В пятнадцатом кабинете ему дали расписаться за надзор сроком на один год и популярно объяснили последствия уклонения от двухразовой явки в неделю к 19. 00 часам, а также что после 19. 00 ему надлежало отправляться домой и до 6 часов утра не покидать родного очага. За пребывание в другом месте с 19. 00 вечера до 6 утра без уважительных причин его ждала административная кара — штраф или 15 суток. За повторное отсутствие дома или опоздание могли добавить еще шесть месяцев надзора, а за неоднократное или злостное нарушение административного надзора заводилось уголовное дело, и непослушное вольнолюбивое существо снова препровождалось на один или два года за колючую ограду по соответствующей статье.

«Полный аналог домашнего ареста, — с горечью и душевной болью подумал Виктор, — и вечером с Тоней нельзя будет никуда отправиться».

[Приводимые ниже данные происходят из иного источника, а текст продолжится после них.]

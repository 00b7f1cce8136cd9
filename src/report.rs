use log::{info, warn};

use crate::{
    config::setup::objects::ObjectId,
    registry::{ObjectRegistry, SceneObject},
};

/// Something worth reporting about a setup that still succeeded.
#[derive(Debug, Clone, PartialEq, Eq, derive_more::Display)]
pub enum SetupNotice {
    #[display("object {_0} produced no particles")]
    DegenerateGeometry(ObjectId),
}

/// Hooks invoked as scene setup progresses. All default to doing nothing.
pub trait SetupObserver {
    fn object_registered(&mut self, _object: &SceneObject) {}

    fn notice(&mut self, _notice: &SetupNotice) {}

    fn setup_complete(&mut self, _registry: &ObjectRegistry) {}
}

pub struct NullObserver;

impl SetupObserver for NullObserver {}

/// Reports progress through the `log` facade.
#[derive(Default)]
pub struct LogObserver;

impl SetupObserver for LogObserver {
    fn object_registered(&mut self, object: &SceneObject) {
        let kind = match object {
            SceneObject::Fluid(_) => "fluid",
            SceneObject::Rigid(_) => "rigid body",
        };
        info!(
            "Object ID: {}, {} particle number: {}",
            object.object_id(),
            kind,
            object.particle_num()
        );
    }

    fn notice(&mut self, notice: &SetupNotice) {
        warn!("{}", notice);
    }

    fn setup_complete(&mut self, registry: &ObjectRegistry) {
        info!("Total fluid particle number: {}", registry.total_fluid());
        info!("Total rigid particle number: {}", registry.total_rigid());
        info!("Total particle number: {}", registry.total());
    }
}
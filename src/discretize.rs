pub mod fluid;
pub mod rigid;

#[cfg(feature = "parallel")]
use rayon::prelude::*;

use crate::{
    config::setup::objects::RigidBodyConfig, error::SetupError,
    geometry::mesh::GeometryProvider, registry::RigidBody,
};

/// Discretizes every rigid body, in configuration order. If several bodies
/// fail, the error reported is that of the first failing body in
/// configuration order, with or without the `parallel` feature.
pub fn discretize_rigid_bodies<G: GeometryProvider + ?Sized>(
    configs: &[RigidBodyConfig],
    particle_diameter: f64,
    provider: &G,
) -> Result<Vec<RigidBody>, SetupError> {
    // Every body is attempted so the reported failure does not depend on
    // thread scheduling.
    #[cfg(feature = "parallel")]
    let bodies: Vec<_> = configs
        .par_iter()
        .map(|config| rigid::discretize_rigid_body(config, particle_diameter, provider))
        .collect();

    #[cfg(not(feature = "parallel"))]
    let bodies: Vec<_> = configs
        .iter()
        .map(|config| rigid::discretize_rigid_body(config, particle_diameter, provider))
        .collect();

    bodies.into_iter().collect()
}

— А как же мне в кино хотя бы раз в неделю с женой сходить? — спросил он у молодого лейтенанта, высокого, подтянутого парня. По всему было видно, что он еще не брился, и застенчивый румянец временами выступал на его щеках. Густые черные брови окаймляли его крупные выразительные глаза. «Умный, благовоспитанный парень, — подумал с завистью Виктор, — видимо, из хорошей, добропорядочной семьи. Почему же у меня так криво пошла судьба, почему у меня все идет наперекосяк?! Видимо, во всем надо искать вину в самом себе».

— Вам придется периодически подписывать заявление у начальника горотдела, но лучше всего после того, как устроитесь на работу, а пока смотрите дома телевизор, — корректно, но несколько сухо объяснил ему лейтенант.

«Далеко пойдет, если не остановят, — подумал Виктор. — Именно такие хватают звезды с неба».

На следующий же день рано утром Виктор быстро поднялся, бережно прикрыв одеялом спящую Тоню. С трудом преодолев в себе соблазн, еще раз полюбовался ее пышной грудью и вышел, тихо прикрыв дверь.

Энергично сделав зарядку и несколько раз окунувшись в маленьком бассейне с холодной водой, он почувствовал в себе большой прилив сил. «Как будто сто грамм коньяка вмазал», — подумал он.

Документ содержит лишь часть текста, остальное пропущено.